Au camp de Metz-Blida, près de 880 personnes installées dans ce bidonville depuis plusieurs mois attendent leur transfert. Parmi elles, Alvy*, Ousman* et Charel*. Rencontrés à l’entrée du campement, ils ont accepté de raconter leur histoire.
Des visages éteints emmitouflés dans des parkas ou encore des couvertures, c’est le triste spectacle auquel on assiste en arrivant devant le camp de Blida. Son démantèlement est annoncé à 6h ce mercredi 15 novembre. L’heure tourne et pas le moindre signe de la préfecture. L’incertitude commence à se lire sur le visage des bénévoles et des migrants.
Une traversée, au péril de leur vie
Ils ont chacun parcouru des milliers de kilomètres pour échapper à des guerres ou une instabilité politique dans leurs pays.
Pour Alvy, originaire d’Afghanistan, l’exode a commencé dès son plus jeune âge. « Quand j’étais tout petit on a eu des guerres en Afghanistan et on est parti en Iran. J’y suis resté quelques années ». Finalement arrivé en Turquie, il décide d’entreprendre un long voyage vers l’Europe. « J’ai passé plusieurs pays, j’étais en Turquie, Grèce, Macédoine, Serbie, Hongrie, Autriche, Allemagne ». Suite à ce long périple, il arrivera en France, rejoignant le camp de Blida.
Ousman a quitté son pays natal, l’Angola « à cause de problèmes politiques ». Il ajoute « je n’avais pas le choix, si je restais dans mon pays on me tuait ». Pour échapper au régime, il franchit plusieurs frontières dont celles du Rwanda ou encore de Dubaï.

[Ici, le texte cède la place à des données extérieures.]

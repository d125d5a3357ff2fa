//! Workspace - Gallery Shell
//!
//! The workspace holds the header, sidebar and the active page, with the
//! toast overlay drawn above everything.

use gpui::{
    AnyElement, ClickEvent, Context, Entity, IntoElement, ParentElement, Render, Styled, Window,
    div, prelude::*,
};

use crate::app::entities::AppEntities;
use crate::app::navigation::GalleryPage;
use crate::components::composite::toast_container::ToastContainer;
use crate::components::layout::header::Header;
use crate::components::layout::sidebar::Sidebar;
use crate::components::primitives::button::{Button, ButtonSize};
use crate::features::controls::page::ControlsPage;
use crate::features::feedback::page::FeedbackPage;
use crate::features::grid::page::GridPage;
use crate::theme::Theme;

/// Main workspace containing the gallery layout
pub struct Workspace {
    entities: AppEntities,
    sidebar: Entity<Sidebar>,
    toasts: Entity<ToastContainer>,
    // Page views, created on first visit
    controls_page: Option<Entity<ControlsPage>>,
    feedback_page: Option<Entity<FeedbackPage>>,
    grid_page: Option<Entity<GridPage>>,
}

impl Workspace {
    pub fn new(entities: AppEntities, cx: &mut Context<Self>) -> Self {
        let sidebar = cx.new(|cx| Sidebar::new(entities.navigation.clone(), cx));
        let toasts = cx.new(|cx| ToastContainer::new(entities.toasts.clone(), cx));

        cx.observe(&entities.navigation, |_this, _, cx| cx.notify())
            .detach();
        cx.observe(&entities.toasts, |_this, _, cx| cx.notify())
            .detach();

        Self {
            entities,
            sidebar,
            toasts,
            controls_page: None,
            feedback_page: None,
            grid_page: None,
        }
    }

    /// Get or create the view for a page
    fn page_view(
        &mut self,
        page: GalleryPage,
        window: &mut Window,
        cx: &mut Context<Self>,
    ) -> AnyElement {
        match page {
            GalleryPage::Controls => self
                .controls_page
                .get_or_insert_with(|| cx.new(|_| ControlsPage::new()))
                .clone()
                .into_any_element(),
            GalleryPage::Feedback => {
                let entities = self.entities.clone();
                self.feedback_page
                    .get_or_insert_with(|| cx.new(|cx| FeedbackPage::new(entities, cx)))
                    .clone()
                    .into_any_element()
            }
            GalleryPage::Grid => {
                let entities = self.entities.clone();
                self.grid_page
                    .get_or_insert_with(|| cx.new(|cx| GridPage::new(entities, window, cx)))
                    .clone()
                    .into_any_element()
            }
        }
    }
}

impl Render for Workspace {
    fn render(&mut self, window: &mut Window, cx: &mut Context<Self>) -> impl IntoElement {
        let palette = Theme::palette_of(cx);
        let (active_page, can_go_back) = {
            let nav = self.entities.navigation.read(cx);
            (nav.active_page, nav.can_go_back())
        };
        let toast_count = self.entities.toasts.read(cx).len();
        let content = self.page_view(active_page, window, cx);
        let navigation = self.entities.navigation.clone();

        div()
            .size_full()
            .relative()
            .flex()
            .flex_col()
            .bg(palette.app_bg)
            .text_color(palette.text_primary)
            .child(
                Header::new("gallery-header", active_page.title())
                    .subtitle(active_page.description())
                    .badge(toast_count)
                    .when(can_go_back, |header| {
                        header.action(
                            Button::ghost("nav-back", "← Back")
                                .size(ButtonSize::Small)
                                .on_click(move |_: &ClickEvent, _window, cx| {
                                    navigation.update(cx, |nav, cx| {
                                        if nav.back().is_some() {
                                            cx.notify();
                                        }
                                    });
                                }),
                        )
                    })
                    .theme_toggle(),
            )
            .child(
                div()
                    .flex_1()
                    .flex()
                    .flex_row()
                    .overflow_hidden()
                    .child(self.sidebar.clone())
                    .child(
                        div()
                            .flex_1()
                            .flex()
                            .flex_col()
                            .overflow_hidden()
                            .child(content),
                    ),
            )
            .child(self.toasts.clone())
    }
}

Il rejoint finalement Metz en mars.
Originaire de Kinshasa Congo, Charel a entrepris une traversée périlleuse de la méditerranée pour arriver en France. Il en gardera un souvenir traumatisant. « Il y avait deux zodiacs qui ont coulé dans l’eau, j’ai vu des gens mourir et vraiment ça m’est resté dans l’esprit, dans la tête et je vous parle avec chagrin ». Il atteint la France et Blida, il y a quatre mois.
Le camp de la misère
Tous témoignent d’un désenchantement en arrivant dans ce bidonville. Les conditions sanitaires se sont aggravées ces derniers mois sur le camp de fortune. Il est ainsi constitué de tentes et d’installations précaires sur un parking.
« On vit dans des conditions inhumaines, je parie qu’un chien dans vos maisons ne vit pas dans les conditions dans lesquelles nous vivons » s’indigne Charel. « Depuis que je suis arrivé là, on dort dehors, on peut rien faire » ajoute Ousman. « J’ai peur des maladies parce qu’il y a des rats partout, des insectes, de la moisissure, de l’humidité et la pluie » précise Charel. Ils reconnaissent tous le travail des bénévoles mais la qualité de vie reste déplorable. « Ils te donnent le minimum, le pain, le savon, la pâte dentifrice mais on a quand même besoin de dormir au chaud parce qu’il fait vraiment très froid ces derniers temps ». La chute drastique des températures ces dernières semaines ont rendu les conditions de vie sur le camp encore plus extrêmes. « Quand on se réveille le matin, vous regardez les bâches qui couvrent les tentes, tout est gelé ».
Attentes et perspectives d’avenir
Charel attend aujourd’hui beaucoup de la France « Je suis un demandeur d’asile, j’ai besoin de protection et il n’y a pas que la protection sécuritaire mais aussi humanitaire ». Le statut de réfugié lui permettrait d’obtenir de la part de l’Ofpra (Office française de protection des réfugiés et apatrides) un titre de séjour valable 10 ans. Mais pour l’heure, le présent lui « coupe l’appétit ».
Le démantèlement aura lieu finalement quelques heures plus tard. La trêve hivernale permettra de reloger ces personnes jusqu’au 31 mars 2018. Leur avenir est aujourd’hui plus qu’incertain.